Vishing attacks are not new, but they are on the rise. This can be explained by many factors, ranging from better email protection and better user maturity but also due to the rise of voice AI technology that can help attackers increase efficacy as well as attack scale.
In this context, I’m going to focus specifically on what AI vishing attacks bring to the table for attackers.
The takeaway
- AI supercharges vishing with realism and scale – Advances in text-to-speech, voice cloning, and conversational AI now enable attackers to launch highly convincing and scalable voice phishing campaigns, mimicking real human interactions.
- Voice-based trust is no longer reliable – Since people instinctively trust familiar voices, cloned voice attacks can easily bypass traditional skepticism, making them especially effective against busy employees or high-stakes targets.

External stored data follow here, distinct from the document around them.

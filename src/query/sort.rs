// Copyright 2024 Kore Ledger
// SPDX-License-Identifier: AGPL-3.0-or-later

//! # Sorting.
//!
//! A sort specification is one of:
//!
//! * a string of comma separated fields, `-` marking descending order: `"name,-age"`;
//! * an object of fields to directions: `{"name": 1, "age": -1}`;
//! * a list of `[field, direction]` pairs: `[["name", 1], ["age", -1]]`.
//!
//! A field may address a path inside a JSON column with dots: `employer.name`.

use std::fmt;

use serde_json::Value;

use crate::{error::EazyError, utils::is_identifier};

use super::display_value;

/// One key of an ORDER BY.
#[derive(Debug, Clone, PartialEq, Eq)]
pub struct SortKey {
    /// Column followed by the path inside it, if any.
    pub path: Vec<String>,
    pub descending: bool,
}

impl SortKey {
    fn parse(field: &str) -> Option<Self> {
        let (descending, name) = match field.strip_prefix('-') {
            Some(name) => (true, name),
            None => (false, field),
        };
        let path: Vec<String> = name.split('.').map(str::to_owned).collect();
        if path.iter().all(|segment| is_identifier(segment)) {
            Some(Self { path, descending })
        } else {
            None
        }
    }

    /// Column the key sorts on.
    pub fn column(&self) -> &str {
        &self.path[0]
    }
}

impl fmt::Display for SortKey {
    fn fmt(&self, f: &mut fmt::Formatter<'_>) -> fmt::Result {
        if self.descending {
            write!(f, "-")?;
        }
        write!(f, "{}", self.path.join("__"))
    }
}

/// Validate a sort specification and return its keys in order.
///
/// # Arguments
///
/// * `sort` - A string, an object or a list of pairs
///
/// # Errors
///
/// * `EazyError::InvalidQuery` - A field is not a valid name, a direction is not `1` or
///   `-1`, a list item is not a pair, or `sort` has another type.
///
pub fn validate_sort(sort: &Value) -> Result<Vec<SortKey>, EazyError> {
    match sort {
        Value::String(fields) => fields
            .split(',')
            .map(str::trim)
            .map(|field| {
                SortKey::parse(field).ok_or_else(|| {
                    EazyError::invalid_query(format!("Invalid sort field: {field}"))
                })
            })
            .collect(),
        Value::Object(map) => map
            .iter()
            .map(|(key, direction)| sort_key(key, direction))
            .collect(),
        Value::Array(items) => items
            .iter()
            .map(|item| match item.as_array().map(Vec::as_slice) {
                Some([Value::String(key), direction]) => sort_key(key, direction),
                Some([key, _]) => Err(EazyError::invalid_query(format!(
                    "Invalid sort key: {}",
                    display_value(key)
                ))),
                _ => Err(EazyError::invalid_query(format!(
                    "Invalid sort item: {}, it should be a tuple of size 2",
                    display_value(item)
                ))),
            })
            .collect(),
        other => Err(EazyError::invalid_query(format!(
            "Invalid sort type: {}, allowed types are str, dict, and list of tuples",
            type_name(other)
        ))),
    }
}

/// Normalize a sort specification into its textual keys, e.g. `name`, `-age`,
/// `employer__name`.
pub fn prepare_sorting(sort: &Value) -> Result<Vec<String>, EazyError> {
    Ok(validate_sort(sort)?.iter().map(ToString::to_string).collect())
}

/// Read a sort argument from the command line: JSON when it looks like an object or a
/// list, a field string otherwise.
pub fn parse_sort_arg(arg: &str) -> Result<Value, EazyError> {
    let trimmed = arg.trim_start();
    if trimmed.starts_with('{') || trimmed.starts_with('[') {
        serde_json::from_str(trimmed)
            .map_err(|e| EazyError::invalid_query(format!("Invalid JSON for sort: {e}")))
    } else {
        Ok(Value::String(arg.to_owned()))
    }
}

fn sort_key(key: &str, direction: &Value) -> Result<SortKey, EazyError> {
    let mut sort_key = SortKey::parse(key)
        .ok_or_else(|| EazyError::invalid_query(format!("Invalid sort key: {key}")))?;
    match direction.as_f64() {
        Some(d) if d == 1.0 => {}
        Some(d) if d == -1.0 => sort_key.descending = !sort_key.descending,
        _ => {
            return Err(EazyError::invalid_query(format!(
                "Invalid sort value: {}, allowed values are -1 and 1",
                display_value(direction)
            )))
        }
    }
    Ok(sort_key)
}

fn type_name(value: &Value) -> &'static str {
    match value {
        Value::Null => "NoneType",
        Value::Bool(_) => "bool",
        Value::Number(n) if n.is_i64() || n.is_u64() => "int",
        Value::Number(_) => "float",
        Value::String(_) => "str",
        Value::Array(_) => "list",
        Value::Object(_) => "dict",
    }
}
// Copyright 2024 Kore Ledger
// SPDX-License-Identifier: AGPL-3.0-or-later

#![forbid(unsafe_code)]

//! `eazyapi` command.

use std::process::ExitCode;

use eazyapi::{
    clap::Parser,
    cli::{run, Args},
    config::build_config,
    dao::{Dao, SqlDao},
    error::EazyError,
    Settings,
};
use tracing_subscriber::EnvFilter;

async fn execute(settings: Settings, command: eazyapi::cli::Command) -> Result<String, EazyError> {
    let dao = SqlDao::new(settings.database)?;
    dao.init().await?;
    let result = run(command, &dao).await;
    dao.close().await?;
    serde_json::to_string_pretty(&result?)
        .map_err(|e| EazyError::DatabaseOperation(format!("Cannot serialize result: {e}")))
}

#[tokio::main]
async fn main() -> ExitCode {
    let args = Args::parse();

    let settings = match build_config(args.env, &args.config) {
        Ok(settings) => settings,
        Err(error) => {
            eprintln!("{error}");
            return ExitCode::FAILURE;
        }
    };

    // Initialize tracing
    let filter = EnvFilter::try_from_default_env()
        .unwrap_or_else(|_| EnvFilter::new(&settings.log_level));
    tracing_subscriber::fmt()
        .with_env_filter(filter)
        .with_writer(std::io::stderr)
        .init();

    let Some(command) = args.command else {
        println!("No command given, run `eazyapi --help` for the list of commands.");
        return ExitCode::SUCCESS;
    };

    match execute(settings, command).await {
        Ok(output) => {
            println!("{output}");
            ExitCode::SUCCESS
        }
        Err(error) => {
            eprintln!("{error}");
            ExitCode::FAILURE
        }
    }
}
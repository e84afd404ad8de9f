// Copyright 2024 Kore Ledger
// SPDX-License-Identifier: AGPL-3.0-or-later

//! # SQLite database backend.
//!
//! This module contains the SQLite connections and the helpers that run [`Statement`]s on
//! them.
//!

use std::collections::HashMap;
use std::fs;
use std::path::Path;
use std::sync::{Arc, Mutex, RwLock};

use rusqlite::{
    params_from_iter,
    types::{ToSqlOutput, Value as SqliteValue, ValueRef},
    Connection, ErrorCode, OpenFlags, Result as SQLiteResult, ToSql,
};

use crate::{
    error::EazyError,
    model::{ModelDef, ModelRegistry, Record, SqlParam},
    query::sql::Statement,
};

use super::{DatabaseLocation, MASTER, SLAVE};

/// Shared SQLite connection.
pub type SharedConnection = Arc<Mutex<Connection>>;

/// Named SQLite connections.
#[derive(Default)]
pub struct SqliteConnections {
    connections: RwLock<HashMap<String, SharedConnection>>,
}

impl SqliteConnections {
    pub fn new() -> Self {
        Self::default()
    }

    /// Open the `master` and `slave` connections, replacing any open ones.
    /// An in-memory database is private to its connection, so both names share one.
    pub fn connect(&self, location: &DatabaseLocation) -> Result<(), EazyError> {
        let (master, slave) = match location {
            DatabaseLocation::Memory => {
                let conn = Arc::new(Mutex::new(open(":memory:")?));
                (conn.clone(), conn)
            }
            DatabaseLocation::File(path) => {
                if let Some(parent) = Path::new(path).parent() {
                    if !parent.as_os_str().is_empty() && fs::metadata(parent).is_err() {
                        fs::create_dir_all(parent).map_err(|error| {
                            EazyError::DatabaseConnection(format!(
                                "Error creating database directory: {}",
                                error
                            ))
                        })?;
                    }
                }
                (
                    Arc::new(Mutex::new(open(path)?)),
                    Arc::new(Mutex::new(open(path)?)),
                )
            }
        };
        let mut connections = self
            .connections
            .write()
            .map_err(|_| EazyError::DatabaseConnection("Connections lock poisoned".to_owned()))?;
        connections.insert(MASTER.to_owned(), master);
        connections.insert(SLAVE.to_owned(), slave);
        Ok(())
    }

    /// Get a connection by name.
    pub fn get(&self, name: &str) -> Option<SharedConnection> {
        self.connections
            .read()
            .ok()
            .and_then(|connections| connections.get(name).cloned())
    }

    /// Close every connection. Connections still in use elsewhere are dropped when released.
    pub fn close_all(&self) -> Result<(), EazyError> {
        let drained: Vec<SharedConnection> = self
            .connections
            .write()
            .map_err(|_| EazyError::DatabaseConnection("Connections lock poisoned".to_owned()))?
            .drain()
            .map(|(_, conn)| conn)
            .collect();
        for conn in drained {
            let Ok(conn) = Arc::try_unwrap(conn) else {
                continue;
            };
            let conn = conn
                .into_inner()
                .map_err(|_| EazyError::DatabaseConnection("Connection lock poisoned".to_owned()))?;
            conn.close()
                .map_err(|(_, error)| EazyError::DatabaseConnection(error.to_string()))?;
        }
        Ok(())
    }

    pub fn is_empty(&self) -> bool {
        self.connections
            .read()
            .map(|connections| connections.is_empty())
            .unwrap_or(true)
    }
}

impl ToSql for SqlParam {
    fn to_sql(&self) -> SQLiteResult<ToSqlOutput<'_>> {
        Ok(match self {
            SqlParam::Null => ToSqlOutput::Owned(SqliteValue::Null),
            SqlParam::Integer(i) => ToSqlOutput::Owned(SqliteValue::Integer(*i)),
            SqlParam::Real(r) => ToSqlOutput::Owned(SqliteValue::Real(*r)),
            SqlParam::Text(s) => ToSqlOutput::Borrowed(ValueRef::Text(s.as_bytes())),
        })
    }
}

impl From<ValueRef<'_>> for SqlParam {
    fn from(value: ValueRef<'_>) -> Self {
        match value {
            ValueRef::Null => Self::Null,
            ValueRef::Integer(i) => Self::Integer(i),
            ValueRef::Real(r) => Self::Real(r),
            ValueRef::Text(bytes) | ValueRef::Blob(bytes) => {
                Self::Text(String::from_utf8_lossy(bytes).into_owned())
            }
        }
    }
}

/// Run a select statement and decode its rows as records of `model`.
pub fn query_records(
    conn: &Connection,
    model: &ModelDef,
    statement: &Statement,
) -> SQLiteResult<Vec<Record>> {
    let width = model.columns().count();
    let mut stmt = conn.prepare(&statement.sql)?;
    let rows = stmt.query_map(params_from_iter(statement.params.iter()), |row| {
        (0..width)
            .map(|i| row.get_ref(i).map(SqlParam::from))
            .collect::<SQLiteResult<Vec<_>>>()
    })?;
    let records = rows
        .map(|values| values.map(|values| model.decode_row(values)))
        .collect::<SQLiteResult<Vec<_>>>();
    records
}

/// Run a statement returning a single integer, such as a count.
pub fn query_i64(conn: &Connection, statement: &Statement) -> SQLiteResult<i64> {
    conn.query_row(
        &statement.sql,
        params_from_iter(statement.params.iter()),
        |row| row.get(0),
    )
}

/// Run a statement and return the number of affected rows.
pub fn execute(conn: &Connection, statement: &Statement) -> SQLiteResult<usize> {
    conn.execute(&statement.sql, params_from_iter(statement.params.iter()))
}

/// Create the tables of every registered model.
pub fn create_schema(conn: &Connection, registry: &ModelRegistry) -> Result<(), EazyError> {
    for model in registry.iter() {
        let ddl = model.create_table_sql()?;
        log::debug!("{}", ddl);
        conn.execute(&ddl, ()).map_err(|error| {
            EazyError::DatabaseConnection(format!(
                "Cannot create table {}: {}",
                model.table_name(),
                error
            ))
        })?;
    }
    Ok(())
}

/// Whether the error is a constraint violation (unique, not null, check...).
pub fn is_constraint_violation(error: &rusqlite::Error) -> bool {
    matches!(
        error,
        rusqlite::Error::SqliteFailure(failure, _) if failure.code == ErrorCode::ConstraintViolation
    )
}

/// Open a SQLite database connection.
pub fn open<P: AsRef<Path>>(path: P) -> Result<Connection, EazyError> {
    let path = path.as_ref();
    let mut flags = OpenFlags::default();
    flags.insert(OpenFlags::SQLITE_OPEN_READ_WRITE);
    flags.insert(OpenFlags::SQLITE_OPEN_CREATE);
    let conn = Connection::open_with_flags(path, flags).map_err(|error| {
        EazyError::DatabaseConnection(format!("SQLite fail open connection: {}", error))
    })?;
    conn.execute_batch(
        "
        PRAGMA journal_mode=WAL;
        PRAGMA synchronous=NORMAL;
        PRAGMA busy_timeout=5000;
        ",
    )
    .map_err(|error| {
        EazyError::DatabaseConnection(format!("SQLite fail execute batch: {}", error))
    })?;
    Ok(conn)
}

#[cfg(test)]
mod tests {

    use super::*;
    use crate::model::FieldDef;
    use crate::query::sql;
    use serde_json::json;

    fn registry() -> ModelRegistry {
        ModelRegistry::new(
            "test",
            vec![ModelDef::new("Person")
                .field(FieldDef::text("name"))
                .field(FieldDef::bool("active"))
                .field(FieldDef::json("tags").nullable())],
        )
        .unwrap()
    }

    #[test]
    fn test_memory_connections_are_shared() {
        let connections = SqliteConnections::new();
        assert!(connections.is_empty());
        connections.connect(&DatabaseLocation::Memory).unwrap();
        let master = connections.get(MASTER).unwrap();
        let slave = connections.get(SLAVE).unwrap();
        assert!(Arc::ptr_eq(&master, &slave));
        drop((master, slave));
        connections.close_all().unwrap();
        assert!(connections.get(MASTER).is_none());
        assert!(connections.is_empty());
    }

    #[test]
    fn test_file_connections() {
        let tempdir = tempfile::tempdir().unwrap();
        let path = tempdir.path().join("nested").join("test.sqlite3");
        let connections = SqliteConnections::new();
        connections
            .connect(&DatabaseLocation::File(path.to_str().unwrap().to_owned()))
            .unwrap();
        assert!(path.exists());
        let master = connections.get(MASTER).unwrap();
        let slave = connections.get(SLAVE).unwrap();
        assert!(!Arc::ptr_eq(&master, &slave));
        drop((master, slave));
        connections.close_all().unwrap();
    }

    #[test]
    fn test_write_then_read() {
        let registry = registry();
        let model = registry.get("Person").unwrap();
        let conn = open(":memory:").unwrap();
        create_schema(&conn, &registry).unwrap();

        let record = json!({"name": "John", "active": true, "tags": ["a"]});
        let values = model
            .encode_record(record.as_object().unwrap(), false)
            .unwrap();
        assert_eq!(execute(&conn, &sql::insert(&model, values)).unwrap(), 1);

        let records = query_records(&conn, &model, &sql::select(&model, None, &[], None).unwrap())
            .unwrap();
        assert_eq!(
            serde_json::Value::Object(records[0].clone()),
            json!({"_id": 1, "name": "John", "active": true, "tags": ["a"]})
        );
        assert_eq!(query_i64(&conn, &sql::count(&model, None).unwrap()).unwrap(), 1);
    }

    #[test]
    fn test_constraint_violation() {
        let registry = registry();
        let model = registry.get("Person").unwrap();
        let conn = open(":memory:").unwrap();
        create_schema(&conn, &registry).unwrap();
        let error = execute(&conn, &sql::insert(&model, vec![])).unwrap_err();
        assert!(is_constraint_violation(&error));
    }
}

- The threat landscape is evolving rapidly – Future attacks will likely combine OSINT, automation, and agentic AI to launch hyper-personalized vishing at scale. Defensive training must evolve equally fast to keep up with this shift.
Key AI components in vishing attacks
Unless you’ve been living under a rock for the past year, you’ve probably heard about AI progress and impressive growth.
Everybody is adding AI to their product, often renaming their decade old products and services, adding “AI-powered” before their value proposition.
This not only attests to poor marketing choices but also to the rapid rise of a very useful and actionable technology.
Well, attackers benefit from this technology too and vishing attacks are relying more and more on it.
Text-to-speech and voice synthesis technology
This field isn’t new. We’ve had voice over and different voice synthesis technology for a long time now, but recent progress in AI brings new capacities to text-to-speech engines.
This is a key component in AI vishing attacks: we can now use cloned voices, fake accents, emotions, … Possibilities are endless.
Faking human interactions
The other great progress we’ve seen is the quality of interactions and human-like discussions Large Language Models can have.
This brings a whole new level of realism in conversational attacks and can be used in AI vishing attacks.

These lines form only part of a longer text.